- INFORMATION SHOWN -
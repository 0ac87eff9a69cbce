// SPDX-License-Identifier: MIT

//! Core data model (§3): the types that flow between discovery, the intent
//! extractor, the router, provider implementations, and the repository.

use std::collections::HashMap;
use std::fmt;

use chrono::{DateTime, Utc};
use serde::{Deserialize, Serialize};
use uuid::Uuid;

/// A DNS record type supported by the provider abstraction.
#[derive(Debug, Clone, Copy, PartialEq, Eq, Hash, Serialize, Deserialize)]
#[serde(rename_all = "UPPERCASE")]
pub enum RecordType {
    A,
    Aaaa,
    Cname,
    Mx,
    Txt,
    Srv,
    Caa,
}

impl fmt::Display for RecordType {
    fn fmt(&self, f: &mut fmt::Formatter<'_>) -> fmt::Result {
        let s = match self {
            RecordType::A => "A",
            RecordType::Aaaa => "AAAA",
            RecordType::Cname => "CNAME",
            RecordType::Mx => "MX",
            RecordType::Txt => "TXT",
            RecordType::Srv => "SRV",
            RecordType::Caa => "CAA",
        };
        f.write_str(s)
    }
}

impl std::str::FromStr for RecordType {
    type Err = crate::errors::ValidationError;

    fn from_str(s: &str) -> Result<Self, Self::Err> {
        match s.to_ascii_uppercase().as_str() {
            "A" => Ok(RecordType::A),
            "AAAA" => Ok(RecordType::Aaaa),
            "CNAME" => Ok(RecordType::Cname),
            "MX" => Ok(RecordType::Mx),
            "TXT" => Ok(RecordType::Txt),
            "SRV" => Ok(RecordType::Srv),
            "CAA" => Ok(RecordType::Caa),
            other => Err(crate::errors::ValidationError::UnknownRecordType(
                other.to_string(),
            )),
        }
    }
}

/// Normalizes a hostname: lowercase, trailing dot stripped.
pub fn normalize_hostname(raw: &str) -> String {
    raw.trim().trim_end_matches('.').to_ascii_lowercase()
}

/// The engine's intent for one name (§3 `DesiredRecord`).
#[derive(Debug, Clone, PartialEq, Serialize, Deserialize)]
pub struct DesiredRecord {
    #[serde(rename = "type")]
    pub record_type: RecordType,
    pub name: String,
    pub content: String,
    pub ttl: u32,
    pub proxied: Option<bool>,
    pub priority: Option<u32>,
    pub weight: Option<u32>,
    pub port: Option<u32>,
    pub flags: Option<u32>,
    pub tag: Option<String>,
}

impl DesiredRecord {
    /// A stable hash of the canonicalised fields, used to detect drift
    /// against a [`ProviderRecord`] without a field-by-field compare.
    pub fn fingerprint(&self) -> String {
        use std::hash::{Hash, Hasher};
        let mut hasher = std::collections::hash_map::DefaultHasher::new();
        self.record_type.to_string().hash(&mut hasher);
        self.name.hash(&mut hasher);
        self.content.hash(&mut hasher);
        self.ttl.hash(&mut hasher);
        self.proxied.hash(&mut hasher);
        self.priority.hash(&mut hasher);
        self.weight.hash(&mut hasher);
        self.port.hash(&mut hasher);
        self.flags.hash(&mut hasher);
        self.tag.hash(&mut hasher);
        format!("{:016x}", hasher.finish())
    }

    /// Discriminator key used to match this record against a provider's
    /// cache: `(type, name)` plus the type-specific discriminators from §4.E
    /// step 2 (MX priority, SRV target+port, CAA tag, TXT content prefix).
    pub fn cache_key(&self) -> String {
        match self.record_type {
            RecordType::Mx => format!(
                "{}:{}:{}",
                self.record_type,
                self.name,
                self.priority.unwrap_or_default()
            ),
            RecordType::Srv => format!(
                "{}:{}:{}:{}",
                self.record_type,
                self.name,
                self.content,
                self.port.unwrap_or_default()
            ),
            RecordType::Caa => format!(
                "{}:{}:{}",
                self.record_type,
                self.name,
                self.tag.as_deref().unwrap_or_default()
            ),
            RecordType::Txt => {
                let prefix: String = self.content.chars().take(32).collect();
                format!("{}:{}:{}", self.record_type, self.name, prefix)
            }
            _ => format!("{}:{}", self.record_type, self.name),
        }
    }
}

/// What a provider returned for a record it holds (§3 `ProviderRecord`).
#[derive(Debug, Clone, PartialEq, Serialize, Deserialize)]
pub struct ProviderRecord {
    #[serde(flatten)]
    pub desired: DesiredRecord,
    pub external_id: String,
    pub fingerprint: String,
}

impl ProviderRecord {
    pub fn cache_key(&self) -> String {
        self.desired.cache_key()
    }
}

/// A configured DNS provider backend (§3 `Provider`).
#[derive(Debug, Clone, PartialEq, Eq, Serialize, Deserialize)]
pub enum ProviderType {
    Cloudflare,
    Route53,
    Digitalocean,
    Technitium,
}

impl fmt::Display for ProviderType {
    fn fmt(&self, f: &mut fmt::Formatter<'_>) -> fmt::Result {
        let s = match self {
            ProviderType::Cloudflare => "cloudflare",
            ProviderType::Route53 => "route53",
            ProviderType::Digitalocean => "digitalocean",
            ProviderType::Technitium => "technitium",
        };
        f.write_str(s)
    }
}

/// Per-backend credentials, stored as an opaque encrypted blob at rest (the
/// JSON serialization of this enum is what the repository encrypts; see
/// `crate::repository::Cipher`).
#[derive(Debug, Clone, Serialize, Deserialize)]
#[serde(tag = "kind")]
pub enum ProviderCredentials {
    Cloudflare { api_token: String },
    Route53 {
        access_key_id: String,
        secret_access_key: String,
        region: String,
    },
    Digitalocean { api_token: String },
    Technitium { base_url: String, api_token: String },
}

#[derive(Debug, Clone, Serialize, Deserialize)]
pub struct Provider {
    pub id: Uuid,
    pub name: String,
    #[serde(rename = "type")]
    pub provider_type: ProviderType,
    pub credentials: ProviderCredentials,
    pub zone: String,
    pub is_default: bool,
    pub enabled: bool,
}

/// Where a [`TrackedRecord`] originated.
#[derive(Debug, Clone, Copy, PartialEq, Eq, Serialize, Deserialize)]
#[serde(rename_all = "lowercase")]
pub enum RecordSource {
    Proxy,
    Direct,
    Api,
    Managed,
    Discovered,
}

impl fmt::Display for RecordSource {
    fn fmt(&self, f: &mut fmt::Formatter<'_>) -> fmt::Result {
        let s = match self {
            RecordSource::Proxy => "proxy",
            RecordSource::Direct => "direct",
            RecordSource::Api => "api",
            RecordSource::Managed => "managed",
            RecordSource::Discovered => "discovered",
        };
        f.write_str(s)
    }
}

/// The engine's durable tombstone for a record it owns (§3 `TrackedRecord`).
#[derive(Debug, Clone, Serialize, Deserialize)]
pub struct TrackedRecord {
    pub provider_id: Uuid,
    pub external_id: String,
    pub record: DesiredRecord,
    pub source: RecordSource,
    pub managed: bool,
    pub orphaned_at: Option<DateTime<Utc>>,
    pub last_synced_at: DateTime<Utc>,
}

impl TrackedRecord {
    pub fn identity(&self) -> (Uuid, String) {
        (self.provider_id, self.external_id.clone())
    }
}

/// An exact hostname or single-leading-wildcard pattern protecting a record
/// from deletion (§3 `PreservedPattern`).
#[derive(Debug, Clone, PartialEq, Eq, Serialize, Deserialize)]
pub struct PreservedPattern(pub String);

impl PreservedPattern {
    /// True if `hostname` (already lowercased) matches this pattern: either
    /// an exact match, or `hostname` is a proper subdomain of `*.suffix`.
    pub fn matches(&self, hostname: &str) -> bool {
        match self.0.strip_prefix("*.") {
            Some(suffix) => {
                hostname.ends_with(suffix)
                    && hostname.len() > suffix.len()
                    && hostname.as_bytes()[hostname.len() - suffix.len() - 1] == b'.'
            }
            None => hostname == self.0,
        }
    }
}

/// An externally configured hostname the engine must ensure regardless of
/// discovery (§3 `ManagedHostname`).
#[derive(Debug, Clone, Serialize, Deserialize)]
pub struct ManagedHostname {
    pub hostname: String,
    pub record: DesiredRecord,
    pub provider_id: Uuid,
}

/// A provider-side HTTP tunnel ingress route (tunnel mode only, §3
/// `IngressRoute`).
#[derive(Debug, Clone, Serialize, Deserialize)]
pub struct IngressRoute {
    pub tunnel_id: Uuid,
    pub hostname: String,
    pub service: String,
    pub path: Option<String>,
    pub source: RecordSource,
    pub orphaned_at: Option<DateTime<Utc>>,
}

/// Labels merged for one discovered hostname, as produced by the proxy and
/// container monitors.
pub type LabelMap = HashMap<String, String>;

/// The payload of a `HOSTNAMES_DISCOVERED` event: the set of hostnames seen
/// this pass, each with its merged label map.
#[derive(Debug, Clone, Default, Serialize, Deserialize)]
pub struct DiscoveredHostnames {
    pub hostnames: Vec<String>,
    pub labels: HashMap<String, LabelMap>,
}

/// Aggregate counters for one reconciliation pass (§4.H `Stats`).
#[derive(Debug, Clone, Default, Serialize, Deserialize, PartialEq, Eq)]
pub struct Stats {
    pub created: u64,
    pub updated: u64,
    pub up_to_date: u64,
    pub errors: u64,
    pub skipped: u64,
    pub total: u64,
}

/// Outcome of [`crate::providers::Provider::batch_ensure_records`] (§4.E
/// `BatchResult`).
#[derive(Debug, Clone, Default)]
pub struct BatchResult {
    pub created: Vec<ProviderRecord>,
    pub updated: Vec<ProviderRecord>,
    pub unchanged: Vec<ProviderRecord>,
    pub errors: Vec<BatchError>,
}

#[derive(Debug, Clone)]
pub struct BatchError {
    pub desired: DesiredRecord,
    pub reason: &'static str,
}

- WORK TO BE COMPLETED -
I'd like an exact copy of the lines above, from the very first one through the line that contains "use std::fmt;", with nothing else added.

- TASK RESPONSE -
repository 0ac87eff9a69cbce
// SPDX-License-Identifier: MIT

//! Core data model (§3): the types that flow between discovery, the intent
//! extractor, the router, provider implementations, and the repository.

use std::collections::HashMap;
use std::fmt;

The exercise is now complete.